The colon cancer screening tests that can save your life
You may be surprised by how many screening options there are now. And some don’t even require a doctor’s visit. Here’s the lowdown on the types of tests that can detect cancer early — and potentially save your life.
Colon cancer is one of the most diagnosed cancers in both men and women, but not everyone is up to date on their screenings. And that’s especially true for younger adults, according to a 2020 report by the American Cancer Society (ACS).
The report estimates that 12 percent of new colorectal cancer cases will be diagnosed in people under the age of 50 — a rate that has been steadily increasing for the past few decades. At the same time, the report notes that colorectal cancer cases in individuals over age 50 are decreasing.
Still, that doesn’t mean you shouldn’t be as concerned with screenings if you’re over 50. Early screening for colon cancer is the best way to reduce your risk – at any age.
“The whole point of cancer screening is to find problems early, when there’s more we can do for patients to keep them healthy, active, and alive,” says Robert F. Raspa, M.D., a spokesperson for the American Academy of Family Physicians.
When to begin colorectal cancer screenings
Because cases are showing up earlier than age 50, the ACS and the U.S. Preventive Services Task Force both recommend colorectal cancer screenings now begin at age 45.
Those with a higher risk for colon cancer because of family or personal history, including colorectal cancer or adenomatous polyps (growths in the lining of the rectum or colon), Crohn’s disease, or ulcerative colitis, may need to start screenings sooner. Talk to your doctor about your health history and what your risk level is.
If you’ve been putting off a recommended colonoscopy and are at average risk, Dr. Raspa suggests letting your doctor know your concerns and asking if you might be a good candidate for one of the less invasive screening tests described below.
What are my options?
There are two main types of screening tests now: stool-based and visual. The first type is noninvasive — your stool is simply checked for signs of cancer. Visual exams such as a colonoscopy look at the structure of your colon or rectum for cancer.
Both types have their pros and cons, including differences in how often they need to be performed. And some might be a better fit for you than others. For example, if you are in a higher-risk group, your doctor may recommend a full colonoscopy, while those with average risk may be able to use the noninvasive stool tests.

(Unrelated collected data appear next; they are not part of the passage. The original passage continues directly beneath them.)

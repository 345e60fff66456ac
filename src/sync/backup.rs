//! Local snapshot files under `<storage_root>/db/<provider>/`.
//!
//! File names embed a random id and a local timestamp
//! (`<uuid>-<YYYYmmddHHMMSSfff>.json`). Ordering always uses the embedded
//! timestamp, never filesystem times, with the file name as tie-breaker.

use chrono::{Duration, Local, NaiveDate, NaiveDateTime, Timelike};
use serde::Serialize;
use std::path::{Path, PathBuf};
use uuid::Uuid;

use crate::error::{SyncError, SyncResult};
use crate::fs::LocalFs;
use crate::sync::codec::EncryptedEnvelope;

/// Default number of snapshots kept per provider.
pub const DEFAULT_RETENTION: usize = 20;

const STAMP_LEN: usize = 17;

/// One snapshot file, local or remote.
#[derive(Debug, Clone, PartialEq, Eq, Serialize)]
pub struct BackupManifestEntry {
    pub file_name: String,
    pub size: u64,
    /// Embedded timestamp, `None` for names that do not follow the scheme.
    pub timestamp: Option<NaiveDateTime>,
}

impl BackupManifestEntry {
    pub fn new(file_name: impl Into<String>, size: u64) -> Self {
        let file_name = file_name.into();
        let timestamp = parse_snapshot_name(&file_name);
        Self {
            file_name,
            size,
            timestamp,
        }
    }
}

/// Sort entries oldest first.
pub fn sort_entries(entries: &mut [BackupManifestEntry]) {
    entries.sort_by(|a, b| {
        a.timestamp
            .cmp(&b.timestamp)
            .then_with(|| a.file_name.cmp(&b.file_name))
    });
}

/// Whether `name` looks like a snapshot file.
pub fn is_snapshot_name(name: &str) -> bool {
    name.ends_with(".json") && !name.starts_with('.')
}

/// Build a snapshot file name.
pub fn snapshot_file_name(id: Uuid, timestamp: NaiveDateTime) -> String {
    format!("{}-{}.json", id, timestamp.format("%Y%m%d%H%M%S%3f"))
}

/// Extract the embedded timestamp from a snapshot file name.
pub fn parse_snapshot_name(name: &str) -> Option<NaiveDateTime> {
    let stem = name.strip_suffix(".json")?;
    let (_, stamp) = stem.rsplit_once('-')?;
    if stamp.len() != STAMP_LEN || !stamp.bytes().all(|b| b.is_ascii_digit()) {
        return None;
    }

    let field = |range: std::ops::Range<usize>| stamp[range].parse::<u32>().ok();
    let year = stamp[0..4].parse::<i32>().ok()?;
    NaiveDate::from_ymd_opt(year, field(4..6)?, field(6..8)?)?.and_hms_milli_opt(
        field(8..10)?,
        field(10..12)?,
        field(12..14)?,
        field(14..17)?,
    )
}

fn truncate_to_millis(ts: NaiveDateTime) -> NaiveDateTime {
    let millis = ts.nanosecond() / 1_000_000;
    ts.with_nanosecond(millis * 1_000_000).unwrap_or(ts)
}

/// Snapshot files on local disk.
#[derive(Debug, Clone)]
pub struct BackupStore {
    root: PathBuf,
}

impl BackupStore {
    /// `storage_root` is the directory holding `files/` and `db/`.
    pub fn new(storage_root: impl Into<PathBuf>) -> Self {
        Self {
            root: storage_root.into(),
        }
    }

    pub fn provider_dir(&self, provider: &str) -> PathBuf {
        self.root.join("db").join(provider)
    }

    pub fn snapshot_path(&self, provider: &str, file_name: &str) -> PathBuf {
        self.provider_dir(provider).join(file_name)
    }

    /// Create the provider directory. Returns whether it already existed.
    pub async fn ensure_provider_dir(&self, provider: &str) -> SyncResult<bool> {
        LocalFs::ensure_dir(&self.provider_dir(provider)).await
    }

    /// Write `envelope` as a new snapshot file stamped with the current
    /// local time.
    pub async fn save(&self, envelope: &EncryptedEnvelope, provider: &str) -> SyncResult<String> {
        self.save_at(envelope, provider, Local::now().naive_local())
            .await
    }

    /// Write `envelope` stamped with `timestamp`, bumped past the newest
    /// existing snapshot so embedded timestamps stay strictly increasing.
    pub async fn save_at(
        &self,
        envelope: &EncryptedEnvelope,
        provider: &str,
        timestamp: NaiveDateTime,
    ) -> SyncResult<String> {
        let mut stamp = truncate_to_millis(timestamp);
        if let Some(newest) = self
            .list_local(provider)
            .await?
            .into_iter()
            .filter_map(|e| e.timestamp)
            .max()
        {
            if stamp <= newest {
                stamp = newest + Duration::milliseconds(1);
            }
        }

        let file_name = snapshot_file_name(Uuid::new_v4(), stamp);
        let path = self.snapshot_path(provider, &file_name);
        LocalFs::write_atomic(&path, &envelope.to_json()?).await?;

        tracing::debug!(provider, snapshot = %file_name, "saved snapshot");
        Ok(file_name)
    }

    /// Store a snapshot file received from the remote under its own name.
    pub async fn write_raw(&self, provider: &str, file_name: &str, bytes: &[u8]) -> SyncResult<()> {
        if file_name.contains('/') || file_name.contains("..") {
            return Err(SyncError::CorruptEnvelope(format!(
                "refusing snapshot name {}",
                file_name
            )));
        }
        LocalFs::write_atomic(&self.snapshot_path(provider, file_name), bytes).await
    }

    /// Whether a snapshot file exists locally.
    pub async fn contains(&self, provider: &str, file_name: &str) -> bool {
        tokio::fs::metadata(self.snapshot_path(provider, file_name))
            .await
            .map(|m| m.is_file())
            .unwrap_or(false)
    }

    /// Read and parse one snapshot file.
    pub async fn read(&self, provider: &str, file_name: &str) -> SyncResult<EncryptedEnvelope> {
        let path = self.snapshot_path(provider, file_name);
        let bytes = tokio::fs::read(&path)
            .await
            .map_err(|e| SyncError::io(&path, e))?;
        EncryptedEnvelope::from_json(&bytes)
    }

    /// Snapshot files for `provider`, oldest first.
    pub async fn list_local(&self, provider: &str) -> SyncResult<Vec<BackupManifestEntry>> {
        let dir = self.provider_dir(provider);
        let mut reader = match tokio::fs::read_dir(&dir).await {
            Ok(reader) => reader,
            Err(e) if e.kind() == std::io::ErrorKind::NotFound => return Ok(Vec::new()),
            Err(e) => return Err(SyncError::io(&dir, e)),
        };

        let mut entries = Vec::new();
        while let Some(entry) = reader
            .next_entry()
            .await
            .map_err(|e| SyncError::io(&dir, e))?
        {
            let name = entry.file_name().to_string_lossy().to_string();
            if !is_snapshot_name(&name) {
                continue;
            }
            let meta = entry
                .metadata()
                .await
                .map_err(|e| SyncError::io(entry.path(), e))?;
            if meta.is_file() {
                entries.push(BackupManifestEntry::new(name, meta.len()));
            }
        }

        sort_entries(&mut entries);
        Ok(entries)
    }

    /// Delete the oldest snapshots until at most `keep` remain. Names for
    /// which `protected` returns true are never deleted. Returns the names
    /// removed.
    pub async fn prune<F>(&self, provider: &str, keep: usize, protected: F) -> SyncResult<Vec<String>>
    where
        F: Fn(&str) -> bool,
    {
        let entries = self.list_local(provider).await?;
        if entries.len() <= keep {
            return Ok(Vec::new());
        }

        let mut excess = entries.len() - keep;
        let mut removed = Vec::with_capacity(excess);
        let mut held = 0usize;
        for entry in entries {
            if excess == 0 {
                break;
            }
            if protected(&entry.file_name) {
                held += 1;
                continue;
            }
            let path = self.snapshot_path(provider, &entry.file_name);
            match tokio::fs::remove_file(&path).await {
                Ok(()) => removed.push(entry.file_name),
                Err(e) if e.kind() == std::io::ErrorKind::NotFound => {}
                Err(e) => return Err(SyncError::io(&path, e)),
            }
            excess -= 1;
        }

        if !removed.is_empty() || held > 0 {
            tracing::info!(provider, removed = removed.len(), held, keep, "pruned old snapshots");
        }
        Ok(removed)
    }

    /// Remove the provider directory and everything in it.
    pub async fn clear(&self, provider: &str) -> SyncResult<()> {
        LocalFs::remove_dir(&self.provider_dir(provider)).await
    }

    pub fn root(&self) -> &Path {
        &self.root
    }
}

Though if results for tests other than a colonoscopy come back positive, a full colonoscopy is recommended to confirm — or rule out — those findings. Talk to your doctor about which test is right for you and when it should be performed.
Stool-based tests
Let’s be direct: Poop can tell doctors a lot about your colon health. Some of the following stool-based screening tests can detect signs of cancer and harmful polyps in the colon:
- Fecal occult blood test (FOBT), fecal immunochemical test (FIT), and stool DNA test (also known as the multitargeted stool DNA test, or MT-sDNA): All three of these noninvasive screenings test for blood in the stool, which can be a sign of polyps or cancer. The MT-sDNA test also detects cancerous cells. The tests require no prep, but some foods or drugs can affect the results of the FOBT, so discuss dietary restrictions with your doctor. You’ll collect a bowel movement and send it in supplied packaging to the lab. If the screening finds blood or altered cells in the stool, you will be offered more tests, such as a colonoscopy, to determine the cause.
- Recommended frequency by the ACS: Every year for FOBT and FIT; every three years for MT-sDNA.
Visual tests
Many times, however, your doctor wants a close-up look at your colon. Here are some direct visualization options.

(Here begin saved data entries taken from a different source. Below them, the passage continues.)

//! Snapshot generation: collects record rows changed since a baseline.

use chrono::{DateTime, Utc};
use std::collections::{BTreeMap, HashSet};
use std::sync::Arc;

use crate::error::{SyncError, SyncResult};
use crate::records::{canonical_timestamp, normalize_timestamp, RecordStore, Row};

/// Decrypted snapshot body: record type name to rows.
pub type SnapshotPayload = BTreeMap<String, Vec<Row>>;

/// Result of one [`SnapshotBuilder::build`] call.
#[derive(Debug, Clone)]
pub struct Snapshot {
    pub payload: SnapshotPayload,
    /// True when no baseline was given and every row was selected.
    pub is_full: bool,
    /// False only for an incremental snapshot that selected nothing.
    pub has_changes: bool,
    /// Canonical form of the baseline actually used, if any.
    pub baseline: Option<String>,
}

impl Snapshot {
    /// Total rows across all types.
    pub fn row_count(&self) -> usize {
        self.payload.values().map(Vec::len).sum()
    }
}

/// Builds full or incremental snapshots from a [`RecordStore`].
pub struct SnapshotBuilder {
    store: Arc<dyn RecordStore>,
    excluded: HashSet<String>,
}

impl SnapshotBuilder {
    pub fn new(store: Arc<dyn RecordStore>) -> Self {
        Self {
            store,
            excluded: HashSet::new(),
        }
    }

    /// Record types that never take part in sync.
    pub fn with_excluded_types<I, S>(mut self, types: I) -> Self
    where
        I: IntoIterator<Item = S>,
        S: Into<String>,
    {
        self.excluded = types.into_iter().map(Into::into).collect();
        self
    }

    /// Whether `record_type` is on the deny-list.
    pub fn is_excluded(&self, record_type: &str) -> bool {
        self.excluded.contains(record_type)
    }

    /// Select all rows (`baseline == None`) or rows modified strictly after
    /// the baseline. Empty per-type results are left out of the payload.
    ///
    /// A baseline that cannot be parsed is treated as absent, so the caller
    /// gets a full snapshot instead of silently skipping changes.
    pub async fn build(&self, baseline: Option<&str>) -> SyncResult<Snapshot> {
        let since: Option<DateTime<Utc>> = match baseline {
            Some(raw) => {
                let parsed = normalize_timestamp(raw);
                if parsed.is_none() {
                    tracing::warn!(baseline = raw, "unparsable baseline, building full snapshot");
                }
                parsed
            }
            None => None,
        };

        let mut payload = SnapshotPayload::new();
        for descriptor in self.store.record_types() {
            if self.is_excluded(&descriptor.name) {
                continue;
            }

            let rows = match since {
                Some(ts) => self.store.find_modified_since(&descriptor.name, ts).await,
                None => self.store.find_all(&descriptor.name).await,
            }
            .map_err(SyncError::transaction)?;

            if !rows.is_empty() {
                tracing::debug!(record_type = %descriptor.name, rows = rows.len(), "selected rows");
                payload.insert(descriptor.name.clone(), rows);
            }
        }

        let is_full = since.is_none();
        let has_changes = is_full || !payload.is_empty();
        Ok(Snapshot {
            payload,
            is_full,
            has_changes,
            baseline: since.map(canonical_timestamp),
        })
    }
}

- Colonoscopy: This exam is the most common — and most thorough — type of screening. That’s why it remains the gold standard in colon cancer screening. It usually requires pre-screening prep using laxatives to empty the bowels before the test. During the test, you’ll be given anesthesia. Then a small, flexible tube with a camera at the end (called a scope) is inserted into the colon via the rectum to examine the full length of the colon. One big benefit of this exam is that suspicious-looking growths can be removed and biopsied during the test.
- Recommended frequency by the ACS: Every 10 years, as long as results are negative.
- Flexible sigmoidoscopy: This screening uses a flexible, narrow tube with a camera attached to the end and visualizes the lower part of the colon (not the entire colon, as a colonoscopy does).
- Recommended frequency by the ACS: Every five years.
- Computed tomographic colonography (virtual colonoscopy): A CT scan analyzes your abdominal organs, as opposed to a physical scope being inserted. (Note: Pre-procedure prep is still needed ahead of this screening.)
- Recommended frequency by the ACS: Every five years.
No matter which option you and your doctor choose, know that you’re taking a giant step in protecting yourself, your health, and your future.